[Your goal]: Go through each line of the records below and count those with the word "impl"; give only the total.
Segment Start: Extracted information
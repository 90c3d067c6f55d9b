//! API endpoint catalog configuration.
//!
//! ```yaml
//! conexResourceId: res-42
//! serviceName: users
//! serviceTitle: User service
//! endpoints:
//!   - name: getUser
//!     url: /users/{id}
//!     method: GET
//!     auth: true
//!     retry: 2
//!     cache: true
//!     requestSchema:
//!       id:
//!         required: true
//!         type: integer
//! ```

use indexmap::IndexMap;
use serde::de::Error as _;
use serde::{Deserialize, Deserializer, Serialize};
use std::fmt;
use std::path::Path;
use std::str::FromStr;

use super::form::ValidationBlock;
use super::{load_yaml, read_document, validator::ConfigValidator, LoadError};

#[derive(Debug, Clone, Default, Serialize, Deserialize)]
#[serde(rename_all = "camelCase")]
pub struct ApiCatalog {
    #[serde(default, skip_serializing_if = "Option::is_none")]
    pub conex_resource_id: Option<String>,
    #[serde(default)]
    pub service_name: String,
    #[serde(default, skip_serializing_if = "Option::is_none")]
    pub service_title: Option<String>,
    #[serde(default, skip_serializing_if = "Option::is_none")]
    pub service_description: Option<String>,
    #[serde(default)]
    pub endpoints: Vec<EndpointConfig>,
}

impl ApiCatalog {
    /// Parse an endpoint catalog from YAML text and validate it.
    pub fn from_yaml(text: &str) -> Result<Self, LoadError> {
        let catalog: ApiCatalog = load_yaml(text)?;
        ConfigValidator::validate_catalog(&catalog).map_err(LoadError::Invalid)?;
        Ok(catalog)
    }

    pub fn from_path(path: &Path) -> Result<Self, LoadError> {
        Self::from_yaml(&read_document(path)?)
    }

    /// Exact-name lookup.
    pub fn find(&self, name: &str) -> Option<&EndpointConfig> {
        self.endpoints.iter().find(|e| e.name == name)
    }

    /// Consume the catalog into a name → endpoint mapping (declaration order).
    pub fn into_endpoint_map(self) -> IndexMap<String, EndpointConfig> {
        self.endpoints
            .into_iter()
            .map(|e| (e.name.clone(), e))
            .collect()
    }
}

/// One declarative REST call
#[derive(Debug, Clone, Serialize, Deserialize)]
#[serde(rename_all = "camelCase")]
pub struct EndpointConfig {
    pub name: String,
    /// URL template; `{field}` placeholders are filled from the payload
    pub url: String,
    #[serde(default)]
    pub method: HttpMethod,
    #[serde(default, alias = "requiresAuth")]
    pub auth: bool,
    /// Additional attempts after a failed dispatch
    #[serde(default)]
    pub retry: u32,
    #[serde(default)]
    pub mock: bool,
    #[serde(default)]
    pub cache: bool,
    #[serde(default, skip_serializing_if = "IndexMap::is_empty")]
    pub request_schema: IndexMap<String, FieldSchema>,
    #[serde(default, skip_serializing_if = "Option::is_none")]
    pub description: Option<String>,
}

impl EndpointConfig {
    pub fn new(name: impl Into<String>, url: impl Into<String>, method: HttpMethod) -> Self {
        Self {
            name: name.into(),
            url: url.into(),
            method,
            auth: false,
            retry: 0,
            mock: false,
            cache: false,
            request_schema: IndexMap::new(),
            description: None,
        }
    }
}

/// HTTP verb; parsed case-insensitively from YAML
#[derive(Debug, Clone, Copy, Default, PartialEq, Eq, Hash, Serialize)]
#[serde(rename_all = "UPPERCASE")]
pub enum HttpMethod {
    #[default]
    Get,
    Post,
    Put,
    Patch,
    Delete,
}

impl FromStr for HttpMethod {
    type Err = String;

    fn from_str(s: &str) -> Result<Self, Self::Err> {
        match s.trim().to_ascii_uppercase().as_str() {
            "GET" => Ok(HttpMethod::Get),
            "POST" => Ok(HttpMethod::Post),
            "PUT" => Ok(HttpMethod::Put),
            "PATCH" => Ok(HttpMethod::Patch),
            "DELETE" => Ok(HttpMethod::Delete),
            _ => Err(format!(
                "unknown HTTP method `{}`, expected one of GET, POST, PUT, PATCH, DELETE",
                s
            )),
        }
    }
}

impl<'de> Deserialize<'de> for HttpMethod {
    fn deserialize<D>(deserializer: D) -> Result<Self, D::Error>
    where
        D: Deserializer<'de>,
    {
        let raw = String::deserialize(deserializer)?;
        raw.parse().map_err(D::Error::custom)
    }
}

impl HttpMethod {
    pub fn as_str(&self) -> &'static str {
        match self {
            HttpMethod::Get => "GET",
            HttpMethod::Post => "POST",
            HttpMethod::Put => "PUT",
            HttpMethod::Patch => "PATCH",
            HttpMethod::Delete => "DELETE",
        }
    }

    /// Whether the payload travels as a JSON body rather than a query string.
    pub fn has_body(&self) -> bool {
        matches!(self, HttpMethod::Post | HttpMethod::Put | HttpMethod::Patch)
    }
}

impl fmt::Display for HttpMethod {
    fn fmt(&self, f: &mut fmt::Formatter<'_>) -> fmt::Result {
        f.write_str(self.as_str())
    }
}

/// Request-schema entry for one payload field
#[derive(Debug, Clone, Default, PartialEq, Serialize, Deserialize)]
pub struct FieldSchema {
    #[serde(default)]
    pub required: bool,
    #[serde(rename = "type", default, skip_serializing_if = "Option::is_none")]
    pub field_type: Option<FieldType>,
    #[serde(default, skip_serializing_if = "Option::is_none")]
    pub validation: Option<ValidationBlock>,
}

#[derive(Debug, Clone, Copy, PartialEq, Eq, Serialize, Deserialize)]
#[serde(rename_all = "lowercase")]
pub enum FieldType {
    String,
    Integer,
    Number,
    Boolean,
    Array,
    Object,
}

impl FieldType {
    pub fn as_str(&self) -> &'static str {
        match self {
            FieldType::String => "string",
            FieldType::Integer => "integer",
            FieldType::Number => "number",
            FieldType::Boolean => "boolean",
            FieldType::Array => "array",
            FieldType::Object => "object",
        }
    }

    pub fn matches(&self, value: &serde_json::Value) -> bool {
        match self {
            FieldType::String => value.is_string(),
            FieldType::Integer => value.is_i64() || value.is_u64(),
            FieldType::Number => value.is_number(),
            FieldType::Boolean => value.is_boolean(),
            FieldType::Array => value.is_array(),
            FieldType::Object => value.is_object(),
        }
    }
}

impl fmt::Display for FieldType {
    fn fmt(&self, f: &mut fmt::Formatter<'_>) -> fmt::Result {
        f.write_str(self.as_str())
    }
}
Segment End: Extracted information
Segment Start: Extracted information
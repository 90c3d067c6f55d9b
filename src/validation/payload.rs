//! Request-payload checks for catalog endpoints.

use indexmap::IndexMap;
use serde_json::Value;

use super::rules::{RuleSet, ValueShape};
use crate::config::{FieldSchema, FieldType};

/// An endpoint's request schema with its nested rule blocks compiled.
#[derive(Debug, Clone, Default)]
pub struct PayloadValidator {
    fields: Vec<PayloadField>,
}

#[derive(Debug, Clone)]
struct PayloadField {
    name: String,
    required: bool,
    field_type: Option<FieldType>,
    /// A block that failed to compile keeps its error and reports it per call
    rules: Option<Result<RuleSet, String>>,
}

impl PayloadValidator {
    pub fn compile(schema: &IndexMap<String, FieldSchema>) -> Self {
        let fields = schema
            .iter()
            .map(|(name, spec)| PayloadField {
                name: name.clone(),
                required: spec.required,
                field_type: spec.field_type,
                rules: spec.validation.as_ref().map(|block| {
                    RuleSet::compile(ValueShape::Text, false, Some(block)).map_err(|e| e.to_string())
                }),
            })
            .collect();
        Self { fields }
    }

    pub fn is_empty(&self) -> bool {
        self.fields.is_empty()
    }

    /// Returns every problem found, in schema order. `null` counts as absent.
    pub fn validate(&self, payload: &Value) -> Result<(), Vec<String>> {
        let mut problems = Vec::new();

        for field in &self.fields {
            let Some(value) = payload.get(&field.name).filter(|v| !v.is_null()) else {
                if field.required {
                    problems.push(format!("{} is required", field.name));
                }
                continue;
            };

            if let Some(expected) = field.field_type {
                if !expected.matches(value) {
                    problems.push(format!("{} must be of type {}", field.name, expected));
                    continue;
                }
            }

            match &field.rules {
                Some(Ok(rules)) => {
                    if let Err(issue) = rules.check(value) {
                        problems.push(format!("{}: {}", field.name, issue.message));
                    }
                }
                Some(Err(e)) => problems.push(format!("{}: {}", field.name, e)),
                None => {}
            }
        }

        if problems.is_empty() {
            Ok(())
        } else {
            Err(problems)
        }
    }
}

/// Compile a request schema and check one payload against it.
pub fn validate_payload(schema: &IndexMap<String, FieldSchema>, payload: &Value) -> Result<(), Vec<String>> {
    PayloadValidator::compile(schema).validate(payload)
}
Segment End: Extracted information
[Answer below]: 10